TASK DESCRIPTION: Whenever the word "PayloadTooLarge" appears in a line of the data below, copy that line.

Saved data entries:

====

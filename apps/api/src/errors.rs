use axum::{
    http::{header, StatusCode},
    response::{IntoResponse, Response},
    Json,
};
use serde_json::json;
use thiserror::Error;

use crate::rate_limit::RateLimitError;

/// Application-level error type.
/// Implements `IntoResponse` so Axum handlers can return `Result<T, AppError>`.
///
/// AI generation failures never reach this type; they degrade to fallback payloads.
#[derive(Debug, Error)]
pub enum AppError {
    #[error("Not found: {0}")]
    NotFound(String),

    #[error("Validation error: {0}")]
    Validation(String),

    #[error("Unauthorized")]
    Unauthorized,

    #[error("Forbidden")]
    Forbidden,

    #[error("Payload too large: {0}")]
    PayloadTooLarge(String),

    #[error("Rate limit exceeded, retry after {retry_after_secs}s")]
    RateLimited { retry_after_secs: u64 },

    #[error("Database error: {0}")]
    Database(#[from] sqlx::Error),

    #[error("Internal server error: {0}")]
    Internal(#[from] anyhow::Error),
}

impl From<RateLimitError> for AppError {
    fn from(err: RateLimitError) -> Self {
        match err {
            // Whole seconds, rounded up.
            RateLimitError::Exceeded { retry_after, .. } => AppError::RateLimited {
                retry_after_secs: retry_after.as_secs_f64().ceil().max(1.0) as u64,
            },
        }
    }
}

impl IntoResponse for AppError {
    fn into_response(self) -> Response {
        let (status, code, message) = match &self {
            AppError::NotFound(msg) => (StatusCode::NOT_FOUND, "NOT_FOUND", msg.clone()),
            AppError::Validation(msg) => (StatusCode::BAD_REQUEST, "VALIDATION_ERROR", msg.clone()),
            AppError::Unauthorized => (
                StatusCode::UNAUTHORIZED,
                "UNAUTHORIZED",
                "Authentication required".to_string(),
            ),
            AppError::Forbidden => (
                StatusCode::FORBIDDEN,
                "FORBIDDEN",
                "Access denied".to_string(),
            ),
            AppError::PayloadTooLarge(msg) => {
                (StatusCode::PAYLOAD_TOO_LARGE, "PAYLOAD_TOO_LARGE", msg.clone())
            }
            AppError::RateLimited { .. } => (
                StatusCode::TOO_MANY_REQUESTS,
                "RATE_LIMITED",
                "Too many requests, please slow down".to_string(),
            ),
            AppError::Database(e) => {
                tracing::error!("Database error: {e}");
                (
                    StatusCode::INTERNAL_SERVER_ERROR,
                    "DATABASE_ERROR",
                    "A database error occurred".to_string(),
                )
            }
            AppError::Internal(e) => {
                tracing::error!("Internal error: {e:?}");
                (
                    StatusCode::INTERNAL_SERVER_ERROR,
                    "INTERNAL_ERROR",
                    "An internal server error occurred".to_string(),
                )
            }
        };

        let body = Json(json!({
            "error": {
                "code": code,
                "message": message
            }
        }));

        let mut response = (status, body).into_response();
        if let AppError::RateLimited { retry_after_secs } = self {
            if let Ok(value) = retry_after_secs.to_string().parse() {
                response.headers_mut().insert(header::RETRY_AFTER, value);
            }
        }
        response
    }
}

#[cfg(test)]
mod tests {
    use std::time::Duration;

    use super::*;

    #[test]
    fn status_codes_follow_taxonomy() {
        assert_eq!(AppError::Unauthorized.into_response().status(), StatusCode::UNAUTHORIZED);
        assert_eq!(
            AppError::Validation("topic is required".into()).into_response().status(),
            StatusCode::BAD_REQUEST
        );
        assert_eq!(
            AppError::PayloadTooLarge("too big".into()).into_response().status(),
            StatusCode::PAYLOAD_TOO_LARGE
        );
        assert_eq!(
            AppError::Internal(anyhow::anyhow!("boom")).into_response().status(),
            StatusCode::INTERNAL_SERVER_ERROR
        );
    }

    #[test]
    fn rate_limit_maps_to_429_with_retry_after() {
        let err: AppError = RateLimitError::Exceeded {
            limit: 3,
            retry_after: Duration::from_secs(42),
        }
        .into();
        let response = err.into_response();
        assert_eq!(response.status(), StatusCode::TOO_MANY_REQUESTS);
        assert_eq!(response.headers()[header::RETRY_AFTER], "42");
    }

    #[test]
    fn retry_after_rounds_partial_seconds_up() {
        for (left, expected) in [(Duration::from_millis(14_200), 15), (Duration::ZERO, 1)] {
            let err: AppError = RateLimitError::Exceeded {
                limit: 3,
                retry_after: left,
            }
            .into();
            assert!(matches!(
                err,
                AppError::RateLimited { retry_after_secs } if retry_after_secs == expected
            ));
        }
    }
}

====

ANSWER SECTION:
    PayloadTooLarge(String),
            AppError::PayloadTooLarge(msg) => {
            AppError::PayloadTooLarge("too big".into()).into_response().status(),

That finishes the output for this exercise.